The capabilities gap, for example, is repeatedly discussed in this volume. In fact, Secretary Cohen expressed his fears that the European pillar of NATO might not be of stone, but a "pillar of salt" if sufficient resources are not allocated. These same concerns as to the capability shortfall were expressed by Danish Defense Minister Trøjborg and Lieutenant General Schuwirth and reinforced by Admiral Jacques Lanxade, who wrote in the final chapter that "Europeans must become conscious of the consequences of their insufficient defense effort, which threatens their long-term security, their ability to be a global actor, and the transatlantic link to which they attach great importance." Although Admiral Lanxade's language may be strong, the shortfall is not entirely a European failing: it is at least partly the result of insufficient technology transfer. Especially now that defense technology depends heavily on the creative use of civil sector R&D, technology transfer-including defense investments-needs to flow across the Atlantic in both directions.
According to General Sir Rupert Smith, who addressed the Workshop as the Deputy Supreme Allied Commander, the European shortfalls are a direct result of the NATO force-planning process.

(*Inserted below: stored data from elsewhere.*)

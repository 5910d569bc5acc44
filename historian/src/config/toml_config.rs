//! module for handling file-based (TOML) configuration for historian.

use std::fs;

use crate::util;

use super::{ConfigResult, Deserialize, LogFormat, LogLevel};

#[derive(Debug, thiserror::Error)]
pub enum TomlConfigError {
    #[error("failed to read config file")]
    Io(#[from] std::io::Error),

    #[error("invalid config file")]
    Toml(#[from] toml::de::Error),
}

#[derive(Debug, Default, Deserialize)]
pub(crate) struct TomlConfig {
    #[serde(default)]
    pub core: CoreConfig,
}

#[derive(Debug, Default, Deserialize)]
#[serde(rename_all = "kebab-case")]
pub(crate) struct CoreConfig {
    pub log_level: Option<LogLevel>,
    pub log_format: Option<LogFormat>,
    pub events: Option<String>,
}

/// Read the TOML configuration file, if present in the `config` sub-directory under the
/// root historian directory.
pub(super) fn read_config(root_dir: &str) -> ConfigResult<Option<TomlConfig>> {
    let Some(config_file) = util::get_toml_config_file(root_dir, "config") else {
        return Ok(None);
    };

    if !config_file.exists() {
        return Ok(None);
    }

    let contents = fs::read_to_string(config_file).map_err(TomlConfigError::from)?;
    let config = toml::from_str(&contents).map_err(TomlConfigError::from)?;

    Ok(Some(config))
}
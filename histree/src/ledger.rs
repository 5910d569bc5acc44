//! The ledger a [`HistoryTree`] mirrors
//!
//! The ledger holds the authoritative root. A [`HistoryTree`] only ever learns about it through
//! the append events it emits, so [`HistoryTree::sync`] is the only way the two are kept in step

use crate::{
    commitment::Commitment,
    error::Error,
    hash::{hash_merge, hash_single, Digest, Hashable},
    replay::{events_after, AppendEvent, ELEMENTS_PER_APPEND},
    HistoryTree,
};

/// A ledger that accepts pair commitments and emits [`AppendEvent`]s
///
/// Implementations are expected to do their own retrying: a failed call is reported to the caller
/// as-is
pub trait Ledger {
    /// The error returned when talking to the ledger fails
    type Error: std::error::Error + 'static;

    /// Submit a pair commitment of an already-hashed value and salt
    ///
    /// # Errors
    ///
    /// Returns an error if the ledger rejects the submission
    fn insert(&mut self, value: Digest, salt: Digest) -> Result<(), Self::Error>;

    /// The ledger's current root
    ///
    /// # Errors
    ///
    /// Returns an error if the ledger cannot be reached
    fn root(&self) -> Result<Digest, Self::Error>;

    /// Every append event with a running count greater than `running_count`, in emission order
    ///
    /// `0` fetches the full history
    ///
    /// # Errors
    ///
    /// Returns an error if the event log cannot be fetched
    fn events_since(&self, running_count: u64) -> Result<Vec<AppendEvent>, Self::Error>;
}

/// An error encountered while keeping a [`HistoryTree`] in step with a [`Ledger`]
#[derive(Debug, PartialEq, Eq, thiserror::Error)]
pub enum SyncError<E>
where
    E: std::error::Error + 'static,
{
    /// The ledger call failed
    #[error("ledger error: {0}")]
    Ledger(#[source] E),

    /// The ledger's events could not be applied
    #[error(transparent)]
    History(#[from] Error),
}

impl HistoryTree {
    /// Submit a commitment to `ledger`, then record it locally
    ///
    /// The commitment only becomes part of the tree once the ledger's append event for it has
    /// been replayed, see [`HistoryTree::sync`]
    ///
    /// # Errors
    ///
    /// Returns an error if the commitment clashes with a local node, or the ledger rejects it. In
    /// either case nothing is recorded
    #[tracing::instrument(skip_all)]
    pub fn insert<L: Ledger>(
        &mut self,
        ledger: &mut L,
        value: impl AsRef<[u8]>,
        salt: impl Hashable,
    ) -> Result<Commitment, SyncError<L::Error>> {
        let commitment = Commitment::new(value, salt);
        self.check_commitment(commitment)?;

        ledger
            .insert(commitment.value(), commitment.salt())
            .map_err(SyncError::Ledger)?;

        self.record_commitment(commitment)?;
        tracing::debug!(digest = %commitment.digest(), "submitted commitment");

        Ok(commitment)
    }

    /// Fetch and replay the events emitted since the last applied one, returning the new root
    ///
    /// # Errors
    ///
    /// Returns an error if the events cannot be fetched or applied. Events before the one that
    /// failed stay applied
    #[tracing::instrument(skip_all, fields(from = self.running_count()))]
    pub fn sync<L: Ledger>(&mut self, ledger: &L) -> Result<Digest, SyncError<L::Error>> {
        let events = ledger
            .events_since(self.running_count())
            .map_err(SyncError::Ledger)?;

        Ok(self.replay(&events)?)
    }

    /// Rebuild the tree from the ledger's full history, returning the new root
    ///
    /// Locally recorded commitments are carried over. The tree is only replaced once the whole
    /// history has been applied
    ///
    /// # Errors
    ///
    /// Returns an error if the history cannot be fetched or applied, in which case `self` is
    /// unchanged
    #[tracing::instrument(skip_all)]
    pub fn resync<L: Ledger>(&mut self, ledger: &L) -> Result<Digest, SyncError<L::Error>> {
        let events = ledger.events_since(0).map_err(SyncError::Ledger)?;

        let mut fresh = self.reseeded()?;
        let root = fresh.replay(&events)?;
        *self = fresh;

        Ok(root)
    }
}

/// An error returned by [`MemoryLedger`]
#[derive(Debug, Clone, PartialEq, Eq, thiserror::Error)]
pub enum MemoryLedgerError {
    /// The pair commitment has already been appended
    #[error("{0} has already been committed")]
    AlreadyCommitted(Digest),
}

/// A [`Ledger`] held in memory
///
/// Its root is computed directly from the list of commitments, without an edge stack, which makes
/// it a useful reference to check a [`HistoryTree`] against
#[derive(Debug, Clone, Default, PartialEq, Eq)]
pub struct MemoryLedger {
    commitments: Vec<Digest>,
    events: Vec<AppendEvent>,
}

impl MemoryLedger {
    /// Create an empty ledger
    #[must_use]
    pub fn new() -> Self {
        Self::default()
    }

    /// The pair commitments appended so far, in order
    #[inline]
    #[must_use]
    pub fn commitments(&self) -> &[Digest] {
        &self.commitments
    }

    /// Every event emitted so far
    #[inline]
    #[must_use]
    pub fn events(&self) -> &[AppendEvent] {
        &self.events
    }

    /// Append a pair commitment directly, returning the event emitted for it
    ///
    /// # Errors
    ///
    /// Returns [`MemoryLedgerError::AlreadyCommitted`] if `digest` was appended before
    pub fn append(&mut self, digest: Digest) -> Result<AppendEvent, MemoryLedgerError> {
        if self.commitments.contains(&digest) {
            return Err(MemoryLedgerError::AlreadyCommitted(digest));
        }

        self.commitments.push(digest);

        let running_count = self.events.last().map_or(0, |event| event.running_count);
        let event = AppendEvent::new(digest, running_count + ELEMENTS_PER_APPEND);
        self.events.push(event);

        Ok(event)
    }
}

impl Ledger for MemoryLedger {
    type Error = MemoryLedgerError;

    fn insert(&mut self, value: Digest, salt: Digest) -> Result<(), Self::Error> {
        self.append(hash_merge(value, salt)).map(|_| ())
    }

    fn root(&self) -> Result<Digest, Self::Error> {
        Ok(canonical_root(&self.commitments))
    }

    fn events_since(&self, running_count: u64) -> Result<Vec<AppendEvent>, Self::Error> {
        Ok(events_after(&self.events, running_count).to_vec())
    }
}

/// The root of the history tree over `commitments`, computed from scratch
///
/// The tree is a perfect binary tree just tall enough for every commitment. Each complete
/// half is paired, earlier half on the left, and an incomplete right half with nothing to its
/// right is promoted up to the level it would have been paired at
///
/// ```rust
/// # use histree::{hash::{hash_merge, hash_single, Digest}, ledger::canonical_root};
/// let [a, b, c] = [b"a", b"b", b"c"].map(|s| Digest::calculate(s));
///
/// assert_eq!(canonical_root(&[]), Digest::ZERO);
/// assert_eq!(canonical_root(&[a]), a);
/// assert_eq!(canonical_root(&[a, b, c]), hash_merge(hash_merge(a, b), hash_single(c)));
/// ```
#[must_use]
pub fn canonical_root(commitments: &[Digest]) -> Digest {
    if commitments.is_empty() {
        return Digest::ZERO;
    }

    let height = commitments.len().next_power_of_two().trailing_zeros() + 1;
    block_root(commitments, height)
}

/// The root of a block of height `height`, holding up to `2^(height - 1)` commitments
fn block_root(commitments: &[Digest], height: u32) -> Digest {
    if height == 1 {
        return commitments[0];
    }

    let half = 1 << (height - 2);
    if commitments.len() <= half {
        hash_single(block_root(commitments, height - 1))
    } else {
        let (left, right) = commitments.split_at(half);
        hash_merge(block_root(left, height - 1), block_root(right, height - 1))
    }
}

#[cfg(test)]
mod tests {
    use pretty_assertions::assert_eq;

    use super::*;
    use crate::testing::{commitment, events_for};

    #[test]
    fn memory_ledger_counts_in_twos() {
        let mut ledger = MemoryLedger::new();
        for i in 0..4 {
            ledger.append(commitment(i).digest()).unwrap();
        }

        let counts: Vec<_> = ledger.events().iter().map(|e| e.running_count).collect();
        assert_eq!(counts, vec![2, 4, 6, 8]);
        assert_eq!(ledger.events(), &events_for(4)[..]);
    }

    #[test]
    fn memory_ledger_rejects_repeats() {
        let mut ledger = MemoryLedger::new();
        let digest = commitment(0).digest();

        ledger.append(digest).unwrap();
        assert_eq!(
            ledger.append(digest),
            Err(MemoryLedgerError::AlreadyCommitted(digest))
        );
        assert_eq!(ledger.commitments().len(), 1);
    }

    #[test]
    fn events_since_returns_the_tail() {
        let mut ledger = MemoryLedger::new();
        for i in 0..3 {
            ledger.append(commitment(i).digest()).unwrap();
        }

        assert_eq!(ledger.events_since(0).unwrap().len(), 3);
        assert_eq!(ledger.events_since(4).unwrap(), vec![ledger.events()[2]]);
        assert!(ledger.events_since(6).unwrap().is_empty());
    }

    #[test]
    fn canonical_root_promotes_short_right_blocks() {
        let h: Vec<_> = (0..5).map(|i| commitment(i).digest()).collect();
        let c01 = hash_merge(h[0], h[1]);
        let c23 = hash_merge(h[2], h[3]);

        assert_eq!(canonical_root(&h[..2]), c01);
        assert_eq!(canonical_root(&h[..4]), hash_merge(c01, c23));
        assert_eq!(
            canonical_root(&h[..5]),
            hash_merge(hash_merge(c01, c23), hash_single(hash_single(h[4])))
        );
    }

    #[test]
    fn insert_then_sync() {
        let mut ledger = MemoryLedger::new();
        let mut tree = HistoryTree::new();

        let a = tree.insert(&mut ledger, "a", 4u64).unwrap();
        assert_eq!(tree.root(), Digest::ZERO);

        let root = tree.sync(&ledger).unwrap();
        assert_eq!(root, a.digest());
        assert_eq!(root, ledger.root().unwrap());

        tree.insert(&mut ledger, "c", 7u64).unwrap();
        tree.sync(&ledger).unwrap();
        assert_eq!(tree.root(), ledger.root().unwrap());
        assert_eq!(tree.running_count(), 4);
    }

    #[test]
    fn insert_reports_ledger_rejection() {
        let mut ledger = MemoryLedger::new();
        let mut tree = HistoryTree::new();

        let a = tree.insert(&mut ledger, "a", 4u64).unwrap();
        let error = tree.insert(&mut ledger, "a", 4u64).unwrap_err();

        assert_eq!(
            error,
            SyncError::Ledger(MemoryLedgerError::AlreadyCommitted(a.digest()))
        );
    }

    #[test]
    fn rejected_insert_keeps_existing_proofs() {
        #[derive(Debug, Default)]
        struct Flaky {
            inner: MemoryLedger,
            fail: bool,
        }

        impl Ledger for Flaky {
            type Error = MemoryLedgerError;

            fn insert(&mut self, value: Digest, salt: Digest) -> Result<(), Self::Error> {
                if self.fail {
                    return Err(MemoryLedgerError::AlreadyCommitted(hash_merge(value, salt)));
                }
                self.inner.insert(value, salt)
            }

            fn root(&self) -> Result<Digest, Self::Error> {
                self.inner.root()
            }

            fn events_since(&self, running_count: u64) -> Result<Vec<AppendEvent>, Self::Error> {
                self.inner.events_since(running_count)
            }
        }

        let mut ledger = Flaky::default();
        let mut tree = HistoryTree::new();

        tree.insert(&mut ledger, "yes", 1u64).unwrap();
        tree.insert(&mut ledger, "no", 2u64).unwrap();
        let root = tree.sync(&ledger).unwrap();
        let before = tree.clone();

        ledger.fail = true;
        let error = tree.insert(&mut ledger, "yes", 3u64).unwrap_err();

        assert!(matches!(error, SyncError::Ledger(_)));
        assert_eq!(tree, before);
        assert_eq!(tree.local_commitments().len(), 2);
        assert!(tree.prove_value(root, "yes").unwrap().verify());
    }

    #[test]
    fn clashing_insert_is_never_submitted() {
        let mut ledger = MemoryLedger::new();
        let mut tree = HistoryTree::new();

        let a = tree.insert(&mut ledger, "a", 4u64).unwrap();

        // a full word is hashed unpadded, so this value digest is the salt digest of `a`
        let mut word = [0u8; 32];
        word[31] = 4;
        let error = tree.insert(&mut ledger, word, 5u64).unwrap_err();

        assert!(matches!(error, SyncError::History(Error::DuplicateCommit(_))));
        assert_eq!(ledger.commitments(), &[a.digest()]);
    }

    #[test]
    fn sync_with_nothing_new_is_a_no_op() {
        let (mut tree, ledger) = crate::history! { "a" => 1u64, "b" => 2u64 };
        let before = tree.clone();

        tree.sync(&ledger).unwrap();
        assert_eq!(tree, before);
    }

    #[test]
    fn resync_rebuilds_and_keeps_local_commitments() {
        let (mut tree, mut ledger) = crate::history! {
            "a" => 1u64,
            "b" => 2u64,
            "c" => 3u64,
        };

        // another voter commits through the ledger directly
        ledger.insert(commitment(9).value(), commitment(9).salt()).unwrap();

        let root = tree.resync(&ledger).unwrap();
        assert_eq!(root, ledger.root().unwrap());
        assert_eq!(tree.local_commitments().len(), 3);
        assert!(tree.prove_value(root, "b").unwrap().verify());
    }

    #[test]
    fn failed_resync_leaves_tree_untouched() {
        #[derive(Debug)]
        struct Broken(Vec<AppendEvent>);

        impl Ledger for Broken {
            type Error = MemoryLedgerError;

            fn insert(&mut self, _: Digest, _: Digest) -> Result<(), Self::Error> {
                Ok(())
            }

            fn root(&self) -> Result<Digest, Self::Error> {
                Ok(Digest::ZERO)
            }

            fn events_since(&self, _: u64) -> Result<Vec<AppendEvent>, Self::Error> {
                Ok(self.0.clone())
            }
        }

        let (mut tree, ledger) = crate::history! { "a" => 1u64, "b" => 2u64 };
        let before = tree.clone();

        // a log with its second event missing
        let mut events = ledger.events().to_vec();
        events.remove(1);
        events.push(AppendEvent::new(commitment(5).digest(), 6));

        let error = tree.resync(&Broken(events)).unwrap_err();
        assert_eq!(
            error,
            SyncError::History(Error::OutOfOrderEvent {
                expected: 4,
                found: 6
            })
        );
        assert_eq!(tree, before);
    }
}
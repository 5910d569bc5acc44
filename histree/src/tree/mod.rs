use crate::{
    commitment::Commitment,
    edges::EdgeStack,
    error::{Error, Result},
    hash::{hash_merge, hash_single, Digest, Hashable},
    replay::{AppendEvent, ELEMENTS_PER_APPEND},
    table::{NodeKind, NodeRecord, NodeTable},
};


/// A local mirror of the ledger's append-only history tree
///
/// The tree is grown one pair commitment at a time with [`HistoryTree::append`], using the running
/// count the ledger reported for that append. Between appends it holds:
///  - the [`NodeTable`] of every node produced so far, used to extract inclusion proofs
///  - the [`EdgeStack`] of subtree roots still waiting for a sibling
///  - the current root
///
/// ```rust
/// # use histree::{hash::hash_merge, AppendEvent, Commitment, HistoryTree};
/// let a = Commitment::new("a", 4u64);
/// let c = Commitment::new("c", 7u64);
///
/// let mut tree = HistoryTree::new();
/// tree.append(&AppendEvent::new(a.digest(), 2)).unwrap();
/// tree.append(&AppendEvent::new(c.digest(), 4)).unwrap();
///
/// assert_eq!(tree.root(), hash_merge(a.digest(), c.digest()));
/// ```
#[derive(Debug, Clone, PartialEq, Eq)]
pub struct HistoryTree {
    table: NodeTable,
    edges: EdgeStack,
    root: Digest,
    running_count: u64,
    local: Vec<Commitment>,
}

impl Default for HistoryTree {
    fn default() -> Self {
        Self::new()
    }
}

impl HistoryTree {
    /// Create an empty tree, with root [`Digest::ZERO`]
    #[must_use]
    pub fn new() -> Self {
        Self {
            table: NodeTable::new(),
            edges: EdgeStack::new(),
            root: Digest::ZERO,
            running_count: 0,
            local: Vec::new(),
        }
    }

    /// The root after the last applied append event
    #[inline]
    #[must_use]
    pub fn root(&self) -> Digest {
        self.root
    }

    /// The running count reported by the last applied append event, `0` for an empty tree
    #[inline]
    #[must_use]
    pub fn running_count(&self) -> u64 {
        self.running_count
    }

    /// The number of pair commitments accumulated so far
    #[inline]
    #[must_use]
    pub fn commitment_count(&self) -> u64 {
        self.running_count / ELEMENTS_PER_APPEND
    }

    /// Returns `true` if and only if nothing has been appended yet
    #[inline]
    #[must_use]
    pub fn is_empty(&self) -> bool {
        self.running_count == 0
    }

    /// The table of every node produced so far
    #[inline]
    #[must_use]
    pub fn table(&self) -> &NodeTable {
        &self.table
    }

    /// The open edges
    #[inline]
    #[must_use]
    pub fn edges(&self) -> &EdgeStack {
        &self.edges
    }

    /// The commitments recorded locally with [`HistoryTree::commit`], in the order they were made
    #[inline]
    #[must_use]
    pub fn local_commitments(&self) -> &[Commitment] {
        &self.local
    }

    /// Record a commitment to `value` with `salt`
    ///
    /// This only touches local state: the value digest becomes a leaf that proofs can start from.
    /// To also submit it, see [`HistoryTree::insert`]
    ///
    /// # Errors
    ///
    /// Returns [`Error::DuplicateCommit`] if any of the commitment's digests already exist as a
    /// different kind of node
    ///
    /// [`HistoryTree::insert`]: crate::HistoryTree::insert
    pub fn commit(&mut self, value: impl AsRef<[u8]>, salt: impl Hashable) -> Result<Commitment> {
        let commitment = Commitment::new(value, salt);
        self.record_commitment(commitment)?;
        Ok(commitment)
    }

    /// Record a commitment built elsewhere, see [`HistoryTree::commit`]
    ///
    /// Recording the same commitment twice is a no-op. Either every node is recorded, or (on
    /// error) none are
    ///
    /// # Errors
    ///
    /// Returns [`Error::DuplicateCommit`] if any of the commitment's digests already exist as a
    /// different kind of node
    pub fn record_commitment(&mut self, commitment: Commitment) -> Result<()> {
        let nodes = self.check_commitment(commitment)?;

        let digest = commitment.digest();
        let value = commitment.value();
        let salt = commitment.salt();

        for (node, record) in nodes {
            self.table.put(node, record)?;
        }

        self.table.link(value, digest, Some(salt));
        self.table.link(salt, digest, Some(value));

        if !self.local.contains(&commitment) {
            self.local.push(commitment);
        }

        Ok(())
    }

    /// Check `commitment` could be recorded, returning the nodes it would add
    pub(crate) fn check_commitment(
        &self,
        commitment: Commitment,
    ) -> Result<[(Digest, NodeRecord); 3]> {
        let digest = commitment.digest();
        let value = commitment.value();
        let salt = commitment.salt();

        if value == salt {
            return Err(Error::DuplicateCommit(digest));
        }

        let nodes = [
            (digest, NodeRecord::commitment(value, salt)),
            (value, NodeRecord::leaf(NodeKind::Value)),
            (salt, NodeRecord::leaf(NodeKind::Salt)),
        ];

        for (node, record) in &nodes {
            self.table
                .check(node, record)
                .map_err(|_| Error::DuplicateCommit(digest))?;
        }

        Ok(nodes)
    }

    /// Accumulate one pair commitment, returning the new root
    ///
    /// `event.running_count` must be exactly [`ELEMENTS_PER_APPEND`] more than the last applied
    /// count. The climb starts at level 1 and visits every level the edge stack had before this
    /// append: an empty level promotes the climbing node, an occupied level pairs it with the
    /// waiting edge (the edge on the left). The node reached when the carry chain of
    /// `running_count` ends becomes the new edge
    ///
    /// If this returns an error, the tree is unchanged
    ///
    /// # Errors
    ///
    ///  - [`Error::OutOfOrderEvent`] if the running count does not follow on from the last event
    ///  - [`Error::DuplicateCommit`] if the digest has already been appended, or already exists
    ///    as a node that is not a pair commitment
    pub fn append(&mut self, event: &AppendEvent) -> Result<Digest> {
        let expected = self.running_count.saturating_add(ELEMENTS_PER_APPEND);
        if event.running_count != expected {
            return Err(Error::OutOfOrderEvent {
                expected,
                found: event.running_count,
            });
        }

        let leaf = event.pair_commitment_digest;
        if let Some(existing) = self.table.get(&leaf) {
            if existing.kind() != NodeKind::Commitment || existing.appended_at().is_some() {
                return Err(Error::DuplicateCommit(leaf));
            }
        }

        let count = event.running_count;
        self.table.put(leaf, NodeRecord::leaf(NodeKind::Commitment))?;
        self.table.mark_appended(&leaf, count);

        let next_edge_level = count.trailing_zeros() as usize;
        let mut cur = leaf;
        let mut new_edge = leaf;

        for level in 1..self.edges.levels() {
            cur = match self.edges.get(level) {
                None => self.promote(cur),
                Some(edge) => self.pair(edge, cur),
            };

            if level + 1 == next_edge_level {
                new_edge = cur;
            }
        }

        self.update_edges(new_edge, count);
        self.root = cur;
        self.running_count = count;

        Ok(cur)
    }

    fn promote(&mut self, child: Digest) -> Digest {
        let parent = hash_single(child);
        self.table.insert_computed(parent, NodeRecord::promoted(child));
        self.table.link(child, parent, None);
        parent
    }

    fn pair(&mut self, left: Digest, right: Digest) -> Digest {
        let parent = hash_merge(left, right);
        self.table.insert_computed(parent, NodeRecord::paired(left, right));
        self.table.link(left, parent, Some(right));
        self.table.link(right, parent, Some(left));
        parent
    }

    /// Move the edge stack from the binary representation of `count - 2` to that of `count`
    fn update_edges(&mut self, new_edge: Digest, count: u64) {
        let before = count - ELEMENTS_PER_APPEND;

        let mut top = self.edges.levels();
        if count.is_power_of_two() {
            top += 1;
        }

        for level in 1..top {
            let was_set = bit(before, level);
            let is_set = bit(count, level);

            if level >= self.edges.levels() {
                self.edges.push(new_edge);
            } else if is_set && !was_set {
                self.edges.set(level, Some(new_edge));
            } else if was_set && !is_set {
                self.edges.set(level, None);
            }
        }

        debug_assert!(
            self.edges.matches_count(count),
            "edge stack out of step with running count {count}"
        );
    }

    /// An empty tree holding only the locally recorded commitments of this one
    pub(crate) fn reseeded(&self) -> Result<Self> {
        let mut tree = Self::new();
        for commitment in &self.local {
            tree.record_commitment(*commitment)?;
        }
        Ok(tree)
    }
}

fn bit(count: u64, level: usize) -> bool {
    level < 64 && count & (1 << level) != 0
}
use tracing_subscriber::{fmt, layer::SubscriberExt, util::SubscriberInitExt, EnvFilter};

use crate::{
    config::{LogFormat, LogLevel},
    errors::Result,
};

/// Install the global `tracing` subscriber
///
/// `RUST_LOG` takes precedence over the configured level. Logs go to stderr, stdout is reserved
/// for command output
pub(crate) fn init(level: LogLevel, format: LogFormat) -> Result<()> {
    let filter = match EnvFilter::try_from_default_env() {
        Ok(filter) => filter,
        Err(_) => EnvFilter::try_new(level.as_directive())?,
    };

    let json = format == LogFormat::Json;

    tracing_subscriber::registry()
        .with(filter)
        .with(json.then(|| fmt::layer().json().with_writer(std::io::stderr)))
        .with((!json).then(|| fmt::layer().with_writer(std::io::stderr)))
        .try_init()?;

    Ok(())
}
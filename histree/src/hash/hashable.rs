use std::{borrow::Cow, sync::Arc};

use super::Digest;

/// Types which can be hashed into a [`Digest`]
///
/// This is how salts are turned into digests before they are committed. Integers use the ledger's
/// 256-bit big-endian word encoding, so `4u64.hash()` matches the ledger's hash of the number 4.
/// Byte strings hash their raw bytes
///
/// ```rust
/// # use histree::hash::{Digest, Hashable};
/// let mut word = [0u8; 32];
/// word[31] = 4;
///
/// assert_eq!(4u64.hash(), Digest::calculate(&word));
/// assert_eq!("salt".hash(), Digest::calculate(b"salt"));
/// ```
pub trait Hashable {
    /// Compute the hash of this object
    fn hash(&self) -> Digest;
}

impl<T: ?Sized> Hashable for &T
where
    T: Hashable,
{
    fn hash(&self) -> Digest {
        <T as Hashable>::hash(self)
    }
}

impl<'a, T: ?Sized> Hashable for Cow<'a, T>
where
    T: Hashable + ToOwned,
{
    fn hash(&self) -> Digest {
        <T as Hashable>::hash(self)
    }
}

impl<T: ?Sized> Hashable for Arc<T>
where
    T: Hashable,
{
    fn hash(&self) -> Digest {
        <T as Hashable>::hash(self)
    }
}

impl Hashable for Digest {
    fn hash(&self) -> Digest {
        Digest::calculate(self.as_bytes())
    }
}

/// Encode an integer as a 32-byte big-endian word, sign-extending negative values
fn word(be_bytes: &[u8], negative: bool) -> [u8; 32] {
    let mut word = if negative { [0xff; 32] } else { [0; 32] };
    let offset = word.len() - be_bytes.len();
    word[offset..].copy_from_slice(be_bytes);
    word
}

macro_rules! uint_impl {
    ($int:ty) => {
        impl Hashable for $int {
            fn hash(&self) -> Digest {
                Digest::calculate(&word(&self.to_be_bytes(), false))
            }
        }
    };
}

macro_rules! int_impl {
    ($int:ty) => {
        impl Hashable for $int {
            fn hash(&self) -> Digest {
                Digest::calculate(&word(&self.to_be_bytes(), *self < 0))
            }
        }
    };
}

uint_impl!(u8);
uint_impl!(u16);
uint_impl!(u32);
uint_impl!(u64);
uint_impl!(u128);
uint_impl!(usize);

int_impl!(i8);
int_impl!(i16);
int_impl!(i32);
int_impl!(i64);
int_impl!(i128);
int_impl!(isize);

/// impl for any type that implements `AsRef<[u8]>`
macro_rules! as_ref_impl {
    ($t:ty) => {
        impl Hashable for $t {
            fn hash(&self) -> Digest {
                let bytes = <$t as AsRef<[u8]>>::as_ref(self);
                Digest::calculate(bytes)
            }
        }
    };
}

impl<const N: usize> Hashable for [u8; N] {
    fn hash(&self) -> Digest {
        Digest::calculate(self)
    }
}

// implemented on `[u8]` and `str` rather than their references, so the impls above cover
// `Arc<str>` and `Cow<[u8]>`
as_ref_impl!([u8]);
as_ref_impl!(Vec<u8>);
as_ref_impl!(str);
as_ref_impl!(String);

/// The digest a revealed value is committed under
///
/// Values are right-padded with zero bytes to a full 32-byte word before hashing (values already
/// at least a word long are hashed as they are). This is the digest a voter later proves
/// inclusion for
///
/// ```rust
/// # use histree::hash::{value_digest, Digest};
/// let mut padded = b"secret".to_vec();
/// padded.resize(32, 0);
///
/// assert_eq!(value_digest("secret"), Digest::calculate(&padded));
/// ```
#[must_use]
pub fn value_digest(value: impl AsRef<[u8]>) -> Digest {
    let value = value.as_ref();
    if value.len() >= Digest::LEN {
        return Digest::calculate(value);
    }

    let mut padded = [0u8; Digest::LEN];
    padded[..value.len()].copy_from_slice(value);
    Digest::calculate(&padded)
}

To a large degree, they are the careful and deliberate consequence of meeting Cold War requirements. General Smith proposes that "European navies and air forces evolved as supporting forces for the United States striking fleet and the United States Air Force. The European armies concentrated on the territorial defense of NATO's eastern frontiers." Consequently, they were not mobile because they did not need to be.
As General Smith and others pointed out, however, the situation has now changed: forces must be flexible. In fact, according to Dr. William Schneider, Chairman of the Defense Science Board, it is no longer even possible to optimize against a specific threat. As a result, he advocates a "capability-based" planning process for the United States to replace the "threat-based" planning of the past.
The new security priorities and their underlying causes. Equally striking are the Administration's announcements of its new security priorities: the war on terrorism, Asia, and homeland defense. Perhaps Russia can be added to this list of priorities as well as ballistic missile defenses. Europe and NATO-which were at the center of U.S. foreign and security policy for much of the last century-are not explicitly mentioned. As Admiral Lanxade observed, the U.S. appears to be "ever more interested in Asia"--a point made by Alfred Volkman, Secretary Cohen, former U.S. Ambassador Robert Hunter, and others. For this reason, Al Volkman emphasized the importance of strengthening U.S. defense cooperation with Japan, Australia, Korea, and Singapore. A valid question may be, however, if the U.S. is truly shifting its focus to Asia, what role will Europe and NATO play in the U.S. defense priorities of the future?
2001 was a watershed year for global security. As priorities shift and the war on terrorism continues, new international coalitions are forming as a result. These changes present challenges for existing alliances, and especially for regional ones such as NATO, since global terrorism knows no borders. What remains clear is that the relative prosperity and stability enjoyed by Western nations are largely due to the close relations that exist among them. In order to preserve the benefits of peace, stability, and democracy and to pass them on to future generations, Western nations may need to address fundamental global problems of injustice, misery, ethnic and other rivalries, as well as lingering hatreds.
The XVIIIth Workshop in Denmark gave participants the opportunity to meet and discuss pertinent security issues; we hope that we will have the opportunity to welcome them back in 2002 for still more important discussions.